In mid-May, Ombudsman for Human Rights in Ukraine Lyudmila Denisova accused Russian forces of attacking the Mariupol metallurgical plant, Azovstal, with incendiary and phosphorus bombs. This was confirmed by a video with characteristic flashes over the territory of the plant, which was posted on social networks by the commander of the pro-Russian self-proclaimed Donetsk Republic Alexander Khodakovsky, clearly depicting the 9M22S thermite-containing incendiary submunitions. At that time, a number of civilians who had previously taken refuge at the plant were evacuated with the support of the International Committee of the Red Cross and the UN.

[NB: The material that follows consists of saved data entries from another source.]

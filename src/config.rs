//! Scoring configuration.

use serde::{Deserialize, Serialize};

use crate::error::Result;
use crate::threshold::{
    generate_cutoff_range, validate_iou_thresholds, validate_threshold,
    COMPETITION_IOU_THRESHOLDS,
};
use crate::types::BoxFormat;

/// Half-open range of confidence cutoffs `[start, stop)` sampled every `step`.
#[derive(Debug, Clone, Copy, PartialEq, Serialize, Deserialize)]
pub struct CutoffRange {
    pub start: f64,
    pub stop: f64,
    pub step: f64,
}

impl CutoffRange {
    pub fn new(start: f64, stop: f64, step: f64) -> Self {
        Self { start, stop, step }
    }

    /// Expand into candidate cutoffs.
    pub fn candidates(&self) -> Result<Vec<f64>> {
        generate_cutoff_range(self.start, self.stop, self.step)
    }
}

impl Default for CutoffRange {
    /// 0.20 to 0.50 in steps of 0.01 (30 candidates).
    fn default() -> Self {
        Self::new(0.2, 0.5, 0.01)
    }
}

/// Settings for dataset scoring and cutoff search.
///
/// The default is the competition setup: corner boxes, IoU thresholds
/// 0.50..=0.75 in steps of 0.05, cutoffs 0.20..0.50 in steps of 0.01.
///
/// # Example
///
/// ```
/// use det_score::config::ScoringConfig;
///
/// let config: ScoringConfig = serde_json::from_str(r#"{"iou_thresholds": [0.5]}"#).unwrap();
/// assert_eq!(config.iou_thresholds, vec![0.5]);
/// assert_eq!(config.cutoff_range, ScoringConfig::default().cutoff_range);
/// assert!(config.validate().is_ok());
/// ```
#[derive(Debug, Clone, PartialEq, Serialize, Deserialize)]
#[serde(default)]
pub struct ScoringConfig {
    pub box_format: BoxFormat,
    pub iou_thresholds: Vec<f64>,
    pub cutoff_range: CutoffRange,
}

impl Default for ScoringConfig {
    fn default() -> Self {
        Self {
            box_format: BoxFormat::Corners,
            iou_thresholds: COMPETITION_IOU_THRESHOLDS.to_vec(),
            cutoff_range: CutoffRange::default(),
        }
    }
}

impl ScoringConfig {
    pub fn with_box_format(mut self, box_format: BoxFormat) -> Self {
        self.box_format = box_format;
        self
    }

    pub fn with_iou_thresholds(mut self, iou_thresholds: Vec<f64>) -> Self {
        self.iou_thresholds = iou_thresholds;
        self
    }

    pub fn with_cutoff_range(mut self, cutoff_range: CutoffRange) -> Self {
        self.cutoff_range = cutoff_range;
        self
    }

    /// Check thresholds and the cutoff range.
    ///
    /// # Errors
    ///
    /// Returns [`crate::ScoringError::InvalidConfiguration`] for an empty threshold
    /// list, values outside [0.0, 1.0], or a malformed cutoff range.
    pub fn validate(&self) -> Result<()> {
        validate_iou_thresholds(&self.iou_thresholds)?;
        validate_threshold(self.cutoff_range.start)?;
        validate_threshold(self.cutoff_range.stop)?;
        self.cutoff_range.candidates().map(|_| ())
    }
}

Western experts disagreed on whether Azovstal was shelled with phosphorus ammunition or thermite magnesium ammunition. The Russian command did not comment on which weapon was used for the attack. The Russian media suggested that the Azovstal video showed Grad projectiles, and not phosphorus bombs.

Defence View and Forbes explain that the Russians probably used 9M22S incendiary shells developed by NPO Splav during the Soviet era. Instead of a high-explosive fragmentation warhead, the 9M22S rocket carries a warhead containing 180 separate 9N510 incendiary elements. Designed to ignite vegetation, storage facilities, or fuel, these incendiary elements consist of hexagonal prisms made from a magnesium alloy known to the Russian GOST as ML-5, filled with a thermite mixture. Each element has a nominal length of 40 mm and a width of 25 mm and a burning time of at least 2 minutes. It is also noted that the effect of these incendiary, as well as conventional lighting munitions (especially at night), outwardly resembles the use of phosphorus munitions.

On 13 March 2023, footage of a hail of thermite munitions raining down on a residential area during the Battle of Vuhledar was released.

From 5-7 May 2023, some videos that were filmed at night were shown on the networks where attacks with incendiary weapons by the Russians could be seen in the Battle of Bakhmut.

Beginning in August-September 2024, Ukraine began the use of "dragon drones" that could spray molten thermite over Russian positions in forests to remove foliage and expose encampments and military equipment that could either ignite or be targeted by later attacks or precise bombings.